== Provided records ==
#####
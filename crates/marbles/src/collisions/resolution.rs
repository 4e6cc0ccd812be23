//! Contact resolution strategies
//!
//! The merge path is split into a geometric half (`size_merge`) and a
//! momentum half (`inelastic_merge`) so each conserves its own quantity and
//! the composition conserves area, mass, and momentum together. The elastic
//! path conserves momentum and kinetic energy and leaves both bodies alive.

use nalgebra::Vector2;

use crate::body::Body;

/// Tangent-axis magnitude above which the naive construction is treated as
/// degenerate and the vertical axis substituted
const TANGENT_LIMIT: f64 = 1e8;

/// Positional push-back overshoot so separated bodies do not re-trigger
/// detection on the very next pass
const SEPARATE_OVERSHOOT: f64 = 1.05;

/// Fuse the pair's geometry into `a`
///
/// Area-conserving radius (`rA' = sqrt(rA^2 + rB^2)`), with `a` pulled
/// toward the contact point in proportion to `b`'s share of the combined
/// size. The pull uses the already-fused radius, so the merged body settles
/// toward the larger contributor. Mass and velocity are untouched here;
/// they belong to [`inelastic_merge`].
pub fn size_merge(a: &mut Body, b: &Body) {
    a.radius = (a.radius * a.radius + b.radius * b.radius).sqrt();
    let shift = b.radius / (a.radius + b.radius);
    a.position += (b.position - a.position) * shift;
}

/// Perfectly inelastic collision: fuse mass and momentum into `a`
///
/// `a` takes the momentum-weighted velocity and the combined mass; `b` is
/// tombstoned for the end-of-frame sweep. Kinetic energy is deliberately
/// not conserved.
pub fn inelastic_merge(a: &mut Body, b: &mut Body) {
    let total = a.mass + b.mass;
    a.velocity = (a.velocity * a.mass + b.velocity * b.mass) / total;
    a.mass = total;
    b.mark_dead();
}

/// Fully elastic collision at an arbitrary impact angle
///
/// Each velocity is decomposed onto the line of centers (normal axis) and
/// its perpendicular (tangent axis). Tangential components pass through
/// unchanged; normal components take the 1-D elastic exchange
///
/// `vA' = ((mA - mB) vA + 2 mB vB) / (mA + mB)` (and symmetrically for B)
///
/// and the results are recomposed through the axis angles. Neither body is
/// tombstoned.
///
/// Two geometric hazards are handled fail-soft rather than fail-fast:
/// the naive tangent construction divides by the y-offset, so when its
/// magnitude blows past a large threshold the vertical axis `(0, 1)` is
/// substituted; and any recomposed component that still comes out
/// non-finite is clamped to zero. Returns `true` when such a clamp
/// happened so the caller can keep a count of the degenerate events.
pub fn elastic_collision(a: &mut Body, b: &mut Body) -> bool {
    let line = b.position - a.position;
    let len = line.norm();
    if len == 0.0 {
        // coincident centers: no collision axis exists
        return false;
    }

    // speeds along the line of centers
    let va_n = (a.velocity.x * line.x + a.velocity.y * line.y) / len;
    let vb_n = (b.velocity.x * line.x + b.velocity.y * line.y) / len;

    let mass_sum = a.mass + b.mass;
    let va_n_out = ((a.mass - b.mass) * va_n + 2.0 * b.mass * vb_n) / mass_sum;
    let vb_n_out = (2.0 * a.mass * va_n + (b.mass - a.mass) * vb_n) / mass_sum;

    // any perpendicular works as the tangent axis; the naive pick divides
    // by line.y and degenerates when the line of centers is horizontal
    let mut tangent = Vector2::new(1.0, -line.x / line.y);
    let mut tangent_len = tangent.norm();
    if !tangent_len.is_finite() || tangent_len > TANGENT_LIMIT {
        tangent = Vector2::new(0.0, 1.0);
        tangent_len = 1.0;
    }

    let va_t = (a.velocity.x * tangent.x + a.velocity.y * tangent.y) / tangent_len;
    let vb_t = (b.velocity.x * tangent.x + b.velocity.y * tangent.y) / tangent_len;

    // map the axis speeds back onto x/y through the axis angles
    let normal_angle = line.y.atan2(line.x);
    let tangent_angle = tangent.y.atan2(tangent.x);
    let (normal_cos, normal_sin) = (normal_angle.cos(), normal_angle.sin());
    let (tangent_cos, tangent_sin) = (tangent_angle.cos(), tangent_angle.sin());

    let mut clamped = false;
    let mut finite_or_zero = |value: f64| {
        if value.is_finite() {
            value
        } else {
            clamped = true;
            0.0
        }
    };

    a.velocity = Vector2::new(
        finite_or_zero(va_n_out * normal_cos + va_t * tangent_cos),
        finite_or_zero(va_n_out * normal_sin + va_t * tangent_sin),
    );
    b.velocity = Vector2::new(
        finite_or_zero(vb_n_out * normal_cos + vb_t * tangent_cos),
        finite_or_zero(vb_n_out * normal_sin + vb_t * tangent_sin),
    );

    clamped
}

/// Push an intersecting pair back to tangency
///
/// Splits the overlap evenly along the line of centers and moves each body
/// its half (with a slight overshoot), leaving velocities alone. Useful in
/// front of [`elastic_collision`] so bodies do not sink into each other
/// across repeated passes.
pub fn separate(a: &mut Body, b: &mut Body) {
    let distance = a.distance_to(b);
    let overlap = a.radius + b.radius - distance;
    if overlap <= 0.0 {
        return;
    }

    let half = overlap / 2.0;
    let heading = (b.position.y - a.position.y).atan2(b.position.x - a.position.x);
    let dx = heading.cos() * half * SEPARATE_OVERSHOOT;
    let dy = heading.sin() * half * SEPARATE_OVERSHOOT;

    a.position.x -= dx;
    a.position.y -= dy;
    b.position.x += dx;
    b.position.y += dy;
}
#####
== What to work on ==
Using the entries above, give again each line from the one containing "let dx = heading.cos()" through the last line, exactly and only those.

== Answer to this problem ==
    let dx = heading.cos() * half * SEPARATE_OVERSHOOT;
    let dy = heading.sin() * half * SEPARATE_OVERSHOOT;

    a.position.x -= dx;
    a.position.y -= dy;
    b.position.x += dx;
    b.position.y += dy;
}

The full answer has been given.